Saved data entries
'''

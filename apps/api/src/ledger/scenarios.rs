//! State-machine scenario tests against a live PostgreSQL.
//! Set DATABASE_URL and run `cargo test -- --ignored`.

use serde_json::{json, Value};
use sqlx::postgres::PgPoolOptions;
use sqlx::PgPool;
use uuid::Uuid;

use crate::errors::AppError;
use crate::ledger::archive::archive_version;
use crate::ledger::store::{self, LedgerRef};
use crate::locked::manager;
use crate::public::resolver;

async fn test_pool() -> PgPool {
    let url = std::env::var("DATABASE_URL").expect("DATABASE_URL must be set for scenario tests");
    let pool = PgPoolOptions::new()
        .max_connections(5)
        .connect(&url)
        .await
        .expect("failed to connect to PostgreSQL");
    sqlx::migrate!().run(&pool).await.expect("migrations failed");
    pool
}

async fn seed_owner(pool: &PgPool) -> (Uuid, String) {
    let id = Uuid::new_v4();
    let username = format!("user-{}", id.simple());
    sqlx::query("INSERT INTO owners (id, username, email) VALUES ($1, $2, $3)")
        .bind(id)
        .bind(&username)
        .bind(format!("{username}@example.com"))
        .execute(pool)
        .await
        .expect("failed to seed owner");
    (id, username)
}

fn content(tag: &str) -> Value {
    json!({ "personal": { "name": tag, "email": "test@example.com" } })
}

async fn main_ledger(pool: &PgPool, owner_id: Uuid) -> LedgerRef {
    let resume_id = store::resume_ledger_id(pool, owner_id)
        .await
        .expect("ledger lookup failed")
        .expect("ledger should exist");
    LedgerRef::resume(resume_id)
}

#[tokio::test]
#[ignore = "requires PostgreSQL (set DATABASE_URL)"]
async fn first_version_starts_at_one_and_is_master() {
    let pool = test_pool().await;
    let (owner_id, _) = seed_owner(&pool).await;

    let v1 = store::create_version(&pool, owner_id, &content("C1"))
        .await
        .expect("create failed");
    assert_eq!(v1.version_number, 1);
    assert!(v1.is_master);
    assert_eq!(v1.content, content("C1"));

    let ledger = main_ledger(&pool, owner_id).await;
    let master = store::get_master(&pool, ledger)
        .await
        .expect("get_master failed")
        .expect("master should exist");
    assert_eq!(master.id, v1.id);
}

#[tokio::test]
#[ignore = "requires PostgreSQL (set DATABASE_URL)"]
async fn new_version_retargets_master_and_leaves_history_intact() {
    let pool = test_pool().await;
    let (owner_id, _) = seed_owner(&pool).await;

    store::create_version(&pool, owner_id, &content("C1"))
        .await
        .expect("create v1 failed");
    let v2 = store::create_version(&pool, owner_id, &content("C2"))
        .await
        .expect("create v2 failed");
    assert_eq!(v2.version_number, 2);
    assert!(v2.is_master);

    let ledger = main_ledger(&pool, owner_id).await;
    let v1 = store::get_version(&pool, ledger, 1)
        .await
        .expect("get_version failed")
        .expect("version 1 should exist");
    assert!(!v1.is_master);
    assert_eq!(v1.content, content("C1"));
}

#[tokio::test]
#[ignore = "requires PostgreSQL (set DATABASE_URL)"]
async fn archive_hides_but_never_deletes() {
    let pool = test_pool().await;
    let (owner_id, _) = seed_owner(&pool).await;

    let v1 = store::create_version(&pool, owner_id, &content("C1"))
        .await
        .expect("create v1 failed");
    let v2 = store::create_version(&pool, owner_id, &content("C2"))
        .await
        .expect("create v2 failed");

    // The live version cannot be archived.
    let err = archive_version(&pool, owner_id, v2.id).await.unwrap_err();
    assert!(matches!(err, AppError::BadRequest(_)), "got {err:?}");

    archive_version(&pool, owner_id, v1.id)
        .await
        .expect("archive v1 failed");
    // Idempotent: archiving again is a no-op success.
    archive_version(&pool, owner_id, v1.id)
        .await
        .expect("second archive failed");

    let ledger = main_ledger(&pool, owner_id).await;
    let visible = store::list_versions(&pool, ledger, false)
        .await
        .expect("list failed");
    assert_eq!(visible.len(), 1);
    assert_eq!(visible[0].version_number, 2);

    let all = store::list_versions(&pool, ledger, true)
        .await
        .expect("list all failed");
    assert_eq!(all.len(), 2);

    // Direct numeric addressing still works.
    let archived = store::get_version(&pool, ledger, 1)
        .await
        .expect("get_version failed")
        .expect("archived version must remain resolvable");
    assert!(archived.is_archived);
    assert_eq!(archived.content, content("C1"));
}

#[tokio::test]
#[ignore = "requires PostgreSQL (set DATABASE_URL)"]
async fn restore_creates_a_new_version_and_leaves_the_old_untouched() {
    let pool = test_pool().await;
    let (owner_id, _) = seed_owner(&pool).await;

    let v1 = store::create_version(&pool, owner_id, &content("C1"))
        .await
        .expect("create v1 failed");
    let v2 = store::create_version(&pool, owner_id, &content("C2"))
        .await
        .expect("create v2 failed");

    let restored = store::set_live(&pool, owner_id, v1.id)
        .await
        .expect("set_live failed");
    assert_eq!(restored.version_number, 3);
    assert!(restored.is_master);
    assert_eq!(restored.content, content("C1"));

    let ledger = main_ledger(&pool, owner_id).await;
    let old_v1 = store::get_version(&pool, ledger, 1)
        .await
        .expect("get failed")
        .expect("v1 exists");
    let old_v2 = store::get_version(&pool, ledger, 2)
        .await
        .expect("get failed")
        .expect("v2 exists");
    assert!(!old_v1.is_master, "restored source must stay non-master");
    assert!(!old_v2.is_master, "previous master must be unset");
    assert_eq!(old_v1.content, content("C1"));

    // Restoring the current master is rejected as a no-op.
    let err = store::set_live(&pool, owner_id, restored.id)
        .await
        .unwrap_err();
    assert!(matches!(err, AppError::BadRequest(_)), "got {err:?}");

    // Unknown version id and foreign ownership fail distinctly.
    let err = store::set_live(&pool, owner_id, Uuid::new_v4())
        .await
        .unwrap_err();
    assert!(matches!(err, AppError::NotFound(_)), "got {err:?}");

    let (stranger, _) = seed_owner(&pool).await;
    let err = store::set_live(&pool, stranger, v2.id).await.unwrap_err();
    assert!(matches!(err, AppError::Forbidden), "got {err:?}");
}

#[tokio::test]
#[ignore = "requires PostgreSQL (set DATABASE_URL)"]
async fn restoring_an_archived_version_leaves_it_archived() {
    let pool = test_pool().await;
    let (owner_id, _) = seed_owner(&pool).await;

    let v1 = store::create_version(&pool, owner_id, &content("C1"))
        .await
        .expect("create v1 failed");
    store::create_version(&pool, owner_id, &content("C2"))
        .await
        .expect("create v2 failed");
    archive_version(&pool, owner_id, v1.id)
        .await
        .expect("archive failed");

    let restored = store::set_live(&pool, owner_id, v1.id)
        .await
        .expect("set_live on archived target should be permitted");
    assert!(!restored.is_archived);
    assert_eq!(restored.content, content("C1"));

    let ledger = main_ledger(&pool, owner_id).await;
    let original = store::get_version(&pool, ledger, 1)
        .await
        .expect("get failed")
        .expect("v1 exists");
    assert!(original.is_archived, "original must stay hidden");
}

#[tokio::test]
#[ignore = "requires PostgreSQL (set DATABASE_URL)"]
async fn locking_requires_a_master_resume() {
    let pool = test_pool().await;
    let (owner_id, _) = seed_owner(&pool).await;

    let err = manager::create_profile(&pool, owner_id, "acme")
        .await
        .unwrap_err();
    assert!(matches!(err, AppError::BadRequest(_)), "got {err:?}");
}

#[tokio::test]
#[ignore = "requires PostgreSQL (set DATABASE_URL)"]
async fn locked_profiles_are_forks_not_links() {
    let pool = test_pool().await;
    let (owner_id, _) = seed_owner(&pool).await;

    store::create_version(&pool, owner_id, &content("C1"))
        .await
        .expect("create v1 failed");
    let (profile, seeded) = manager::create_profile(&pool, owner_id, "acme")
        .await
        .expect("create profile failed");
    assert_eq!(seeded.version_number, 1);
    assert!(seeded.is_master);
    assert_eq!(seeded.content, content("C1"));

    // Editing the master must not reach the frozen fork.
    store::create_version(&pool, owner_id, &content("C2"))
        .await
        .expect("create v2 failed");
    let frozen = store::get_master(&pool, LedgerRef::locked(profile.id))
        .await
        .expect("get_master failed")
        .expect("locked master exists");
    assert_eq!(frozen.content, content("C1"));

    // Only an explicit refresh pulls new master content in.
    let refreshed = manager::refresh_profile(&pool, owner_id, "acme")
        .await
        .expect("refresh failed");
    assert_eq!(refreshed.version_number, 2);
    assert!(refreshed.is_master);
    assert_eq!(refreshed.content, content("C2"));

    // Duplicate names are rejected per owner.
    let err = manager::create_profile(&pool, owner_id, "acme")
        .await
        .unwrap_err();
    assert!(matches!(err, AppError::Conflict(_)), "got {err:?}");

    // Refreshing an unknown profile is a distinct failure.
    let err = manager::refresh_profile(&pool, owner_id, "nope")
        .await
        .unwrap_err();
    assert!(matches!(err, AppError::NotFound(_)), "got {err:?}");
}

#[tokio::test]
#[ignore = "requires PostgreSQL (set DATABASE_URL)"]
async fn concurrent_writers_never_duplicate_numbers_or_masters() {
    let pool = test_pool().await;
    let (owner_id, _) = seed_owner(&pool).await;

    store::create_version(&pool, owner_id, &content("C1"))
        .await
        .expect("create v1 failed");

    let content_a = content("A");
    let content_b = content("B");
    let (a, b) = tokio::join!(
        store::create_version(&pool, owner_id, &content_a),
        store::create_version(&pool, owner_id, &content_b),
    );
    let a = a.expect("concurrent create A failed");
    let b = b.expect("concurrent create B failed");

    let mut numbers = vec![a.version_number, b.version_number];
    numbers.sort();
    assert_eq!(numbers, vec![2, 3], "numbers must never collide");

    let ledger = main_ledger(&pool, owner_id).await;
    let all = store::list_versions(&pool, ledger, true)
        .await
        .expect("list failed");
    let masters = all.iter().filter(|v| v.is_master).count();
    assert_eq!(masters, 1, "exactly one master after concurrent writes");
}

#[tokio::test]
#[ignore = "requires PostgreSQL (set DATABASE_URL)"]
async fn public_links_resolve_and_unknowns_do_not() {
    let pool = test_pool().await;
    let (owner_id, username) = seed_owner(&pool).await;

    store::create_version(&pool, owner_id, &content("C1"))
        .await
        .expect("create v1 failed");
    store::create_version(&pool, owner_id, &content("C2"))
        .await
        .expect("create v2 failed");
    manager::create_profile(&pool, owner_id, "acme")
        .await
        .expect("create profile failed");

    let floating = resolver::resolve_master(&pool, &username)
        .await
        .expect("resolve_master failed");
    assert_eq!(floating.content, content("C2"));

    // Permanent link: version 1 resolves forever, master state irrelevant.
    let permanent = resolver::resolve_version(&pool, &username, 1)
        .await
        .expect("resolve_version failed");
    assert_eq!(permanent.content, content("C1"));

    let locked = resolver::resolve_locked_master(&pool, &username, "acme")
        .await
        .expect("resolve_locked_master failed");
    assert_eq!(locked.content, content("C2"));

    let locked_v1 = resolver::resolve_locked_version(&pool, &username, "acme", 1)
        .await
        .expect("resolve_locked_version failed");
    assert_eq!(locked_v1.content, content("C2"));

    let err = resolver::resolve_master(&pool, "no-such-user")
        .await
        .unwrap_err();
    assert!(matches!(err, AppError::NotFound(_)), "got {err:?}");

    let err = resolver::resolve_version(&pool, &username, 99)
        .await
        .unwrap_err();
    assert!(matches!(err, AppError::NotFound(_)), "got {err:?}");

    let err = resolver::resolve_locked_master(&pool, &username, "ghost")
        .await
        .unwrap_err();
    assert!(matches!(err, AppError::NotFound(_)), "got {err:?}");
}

'''
'''

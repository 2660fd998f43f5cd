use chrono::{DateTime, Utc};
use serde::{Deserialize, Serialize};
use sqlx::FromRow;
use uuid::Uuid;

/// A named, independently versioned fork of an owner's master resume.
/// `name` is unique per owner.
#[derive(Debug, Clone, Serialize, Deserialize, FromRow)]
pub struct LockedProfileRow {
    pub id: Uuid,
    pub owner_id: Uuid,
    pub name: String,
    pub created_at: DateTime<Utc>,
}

'''

**Task instructions**
Out of the data above, give again only the lines starting at the one holding "async fn archive_hides_but_never_deletes()" and ending at the one holding "assert_eq!(all.len(), 2);", unchanged.

**Answer to this problem**
async fn archive_hides_but_never_deletes() {
    let pool = test_pool().await;
    let (owner_id, _) = seed_owner(&pool).await;

    let v1 = store::create_version(&pool, owner_id, &content("C1"))
        .await
        .expect("create v1 failed");
    let v2 = store::create_version(&pool, owner_id, &content("C2"))
        .await
        .expect("create v2 failed");

    // The live version cannot be archived.
    let err = archive_version(&pool, owner_id, v2.id).await.unwrap_err();
    assert!(matches!(err, AppError::BadRequest(_)), "got {err:?}");

    archive_version(&pool, owner_id, v1.id)
        .await
        .expect("archive v1 failed");
    // Idempotent: archiving again is a no-op success.
    archive_version(&pool, owner_id, v1.id)
        .await
        .expect("second archive failed");

    let ledger = main_ledger(&pool, owner_id).await;
    let visible = store::list_versions(&pool, ledger, false)
        .await
        .expect("list failed");
    assert_eq!(visible.len(), 1);
    assert_eq!(visible[0].version_number, 2);

    let all = store::list_versions(&pool, ledger, true)
        .await
        .expect("list all failed");
    assert_eq!(all.len(), 2);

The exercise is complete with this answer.